The chairman said they deserved “full respect”.

Syrian activists gathered outside the court on Thursday with banners and posters with slogans such as “where are they?” refers to their relatives who have disappeared in Syrian detention centers.

Raslan was brought to justice in April 2020 along with another lower-ranking defendant, Eyad al-Gharib, who was accused of helping to arrest protesters and deliver them to the detention center.

Gharib was sentenced last year to four and a half years in prison for complicity in crimes against humanity, in the first worldwide sentence for torture by Syrian President Bashar al-Assad’s government.

“Systematic attack”

The court in the West German city of Koblenz noted at the time a “widespread and systematic attack on the civilian population” since the Syrian civil war began with a brutal crackdown on protests in March 2011.

The case against the two men was brought with the help of the legal principle of universal jurisdiction, which means that crimes can be prosecuted even if they have been committed in another country.

Other such cases have also emerged in Germany, France and Sweden, as Syrians seeking protection in Europe turn to the only legal means at their disposal at present.

In another prominent case in Germany, the trial of a former Syrian doctor accused of crimes against humanity will begin next week.

The chief prosecutor of the Raslan trial, who has noted Germany’s historical responsibility to convict such crimes, quoted a Holocaust survivor in his closing remarks.

Raslan worked for 18 years in the Syrian intelligence service, where he rose through the ranks to become head of the domestic intelligence “investigation”, according to a German investigator who testified at the beginning of the trial.

Prosecutors say he monitored rape and sexual assault, “electric shocks”, beatings with “fists, cords and whips” and “lack of sleep” in prison.

Whipping, electric shock

Witnesses reported whipping, electric shocks, cigarette burns and blows to the abdomen. Some say they were hung by the wrists, with only the tips of their feet still touching the ground.

A man testified about mass graves that he was responsible for cataloging.

Some witnesses have hidden their faces or appeared in disguise, fearing the consequences for their surviving relatives in Syria, while other victims have been too scared to appear at all.

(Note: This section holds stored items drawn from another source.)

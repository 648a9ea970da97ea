use std::fs;
use std::path::PathBuf;
use std::process::ExitCode;

use anyhow::{anyhow, bail, Context, Result};
use clap::{Parser, Subcommand};

use stz_pdf_core::audit::{AuditWriter, JobStatus};
use stz_pdf_core::pipeline::{Attestation, JobRequest, PipelineController};
use stz_pdf_core::{Config, Policy};

#[derive(Parser)]
#[command(name = "stz-pdf", about = "Defense-grade PDF sanitizer")]
struct Args {
    /// Engine configuration (TOML). Requires --config-pub; the config's
    /// detached ECDSA signature is verified before anything runs.
    #[arg(long, global = true)]
    config: Option<PathBuf>,
    /// SEC1-encoded P-256 public key for configuration verification.
    #[arg(long, global = true)]
    config_pub: Option<PathBuf>,
    #[command(subcommand)]
    command: Command,
}

#[derive(Subcommand)]
enum Command {
    #[command(about = "Sanitize PDFs and write audit records")]
    Sanitize {
        #[arg(value_name = "PDF", required = true)]
        inputs: Vec<PathBuf>,
        /// Explicit output path; only valid with a single input.
        #[arg(long)]
        out: Option<PathBuf>,
        #[arg(long, default_value = "operator")]
        operator: String,
        #[arg(long)]
        workstation: Option<String>,
        #[arg(long, default_value = "UNMARKED")]
        classification: String,
        /// Strip-and-log instead of reject-on-first-threat.
        #[arg(long)]
        lenient: bool,
        /// Attest that the source medium is mounted read-only.
        #[arg(long)]
        source_readonly_attested: bool,
        /// Identifier of the attestation source, e.g. the mount monitor.
        #[arg(long, default_value = "cli")]
        attestation_source: String,
        #[arg(long)]
        json: bool,
    },
    #[command(about = "Recompute the HMAC of a stored audit record")]
    VerifyAudit {
        #[arg(value_name = "EVENT_ID")]
        event_id: String,
    },
}

fn main() -> ExitCode {
    tracing_subscriber::fmt()
        .with_env_filter(
            tracing_subscriber::EnvFilter::try_from_default_env()
                .unwrap_or_else(|_| tracing_subscriber::EnvFilter::new("warn")),
        )
        .with_writer(std::io::stderr)
        .init();
    match run() {
        Ok(clean) => {
            if clean {
                ExitCode::SUCCESS
            } else {
                ExitCode::FAILURE
            }
        }
        Err(e) => {
            eprintln!("error: {e:#}");
            ExitCode::FAILURE
        }
    }
}

fn run() -> Result<bool> {
    let args = Args::parse();
    let config = load_config(args.config.as_deref(), args.config_pub.as_deref())?;
    match args.command {
        Command::Sanitize {
            inputs,
            out,
            operator,
            workstation,
            classification,
            lenient,
            source_readonly_attested,
            attestation_source,
            json,
        } => {
            if out.is_some() && inputs.len() != 1 {
                bail!("--out requires exactly one input");
            }
            let workstation = workstation
                .or_else(|| std::env::var("HOSTNAME").ok())
                .unwrap_or_else(|| "workstation".into());
            let mut controller = PipelineController::new(config)
                .map_err(|e| anyhow!("controller startup: {e}"))?;
            let mut all_clean = true;
            for input in inputs {
                let request = JobRequest {
                    input_path: input,
                    output_path: out.clone(),
                    operator: operator.clone(),
                    workstation_id: workstation.clone(),
                    classification_tag: classification.clone(),
                    policy: lenient.then_some(Policy::Lenient),
                    attestation: Attestation {
                        source_readonly: source_readonly_attested,
                        timestamp: chrono_now(),
                        source: attestation_source.clone(),
                    },
                };
                let result = controller.submit(request);
                if result.status != JobStatus::Success {
                    all_clean = false;
                }
                if json {
                    println!("{}", serde_json::to_string(&result)?);
                } else {
                    print_result(&result);
                }
            }
            Ok(all_clean)
        }
        Command::VerifyAudit { event_id } => {
            let key = config.load_hmac_key().map_err(|e| anyhow!("hmac key: {e}"))?;
            let writer = AuditWriter::open(&config.audit_dir, key)
                .map_err(|e| anyhow!("audit dir: {e}"))?;
            let valid = writer
                .verify_stored(&event_id)
                .map_err(|e| anyhow!("verify {event_id}: {e}"))?;
            if valid {
                println!("{event_id}: MAC valid");
            } else {
                println!("{event_id}: MAC INVALID - record is suspect");
            }
            Ok(valid)
        }
    }
}

fn load_config(config: Option<&std::path::Path>, public_key: Option<&std::path::Path>) -> Result<Config> {
    match (config, public_key) {
        (Some(path), Some(key_path)) => {
            let key = fs::read(key_path)
                .with_context(|| format!("reading public key {}", key_path.display()))?;
            Config::load_signed(path, &key).map_err(|e| anyhow!("config: {e}"))
        }
        (Some(_), None) => bail!("--config requires --config-pub for signature verification"),
        (None, _) => Ok(Config::default()),
    }
}

fn print_result(result: &stz_pdf_core::JobResult) {
    let disposition = match result.status {
        JobStatus::Success => "SUCCESS",
        JobStatus::Rejected => "REJECTED",
        JobStatus::Failed => "FAILED",
        JobStatus::Timeout => "TIMEOUT",
        JobStatus::CompromiseAbort => "COMPROMISE_ABORT",
    };
    print!("{} {disposition}", result.event_id);
    if let Some(taxon) = &result.taxon {
        print!(" {taxon}");
    }
    if let Some(path) = &result.output_path {
        print!(" -> {}", path.display());
    }
    println!();
    if !result.threats_removed.is_empty() {
        println!("  threats removed: {}", result.threats_removed.len());
        for threat in &result.threats_removed {
            println!("    [{:?}] {} at {}", threat.severity, threat.kind, threat.locator);
        }
    }
    if let Some(reason) = &result.failure_reason {
        println!("  reason: {reason}");
    }
}

fn chrono_now() -> String {
    chrono::Utc::now().to_rfc3339_opts(chrono::SecondsFormat::Millis, true)
}
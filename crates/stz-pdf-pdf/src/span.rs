use serde::{Deserialize, Serialize};

/// Half-open byte range into the raw input.
#[derive(Debug, Clone, Copy, PartialEq, Eq, Default, Serialize, Deserialize)]
pub struct Span {
    pub start: u64,
    pub end: u64,
}

impl Span {
    pub fn at(start: usize, end: usize) -> Self {
        Self { start: start as u64, end: end as u64 }
    }

    pub fn len(&self) -> u64 {
        self.end.saturating_sub(self.start)
    }

    pub fn is_empty(&self) -> bool {
        self.start >= self.end
    }
}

“I hope we could give a voice to those who are deprived of it,” in Syria, Wassim Mukdad, a former prisoner who testified at the trial, told AFP ahead of the verdict.

“I want justice done,” he said.

Pictures of dead Syrians smuggled out of the country by “Caesar”, a defector who worked as a photographer for the Syrian military police, have also been used as evidence in the trial.

Raslan remained silent throughout the trial but said in a statement through his lawyers that he “had neither beaten nor tortured” prisoners and “had never acted inhumanely”.

They said he “did not and would not tolerate” the atrocities committed by the Syrian regime and felt “remorse and compassion” for all the victims.

Raslan has never tried to hide his past and told the police about his time in Syria in February 2015 when he sought police protection in Berlin.

According to the British monitoring group Syrian Observatory for Human Rights, at least 60,000 people have been killed under torture or as a result of the horrific conditions in the Assad detention center.

– This trial is very important for Syrians because it investigates very serious crimes that continue to be committed today, says the Syrian lawyer Joumana Seif.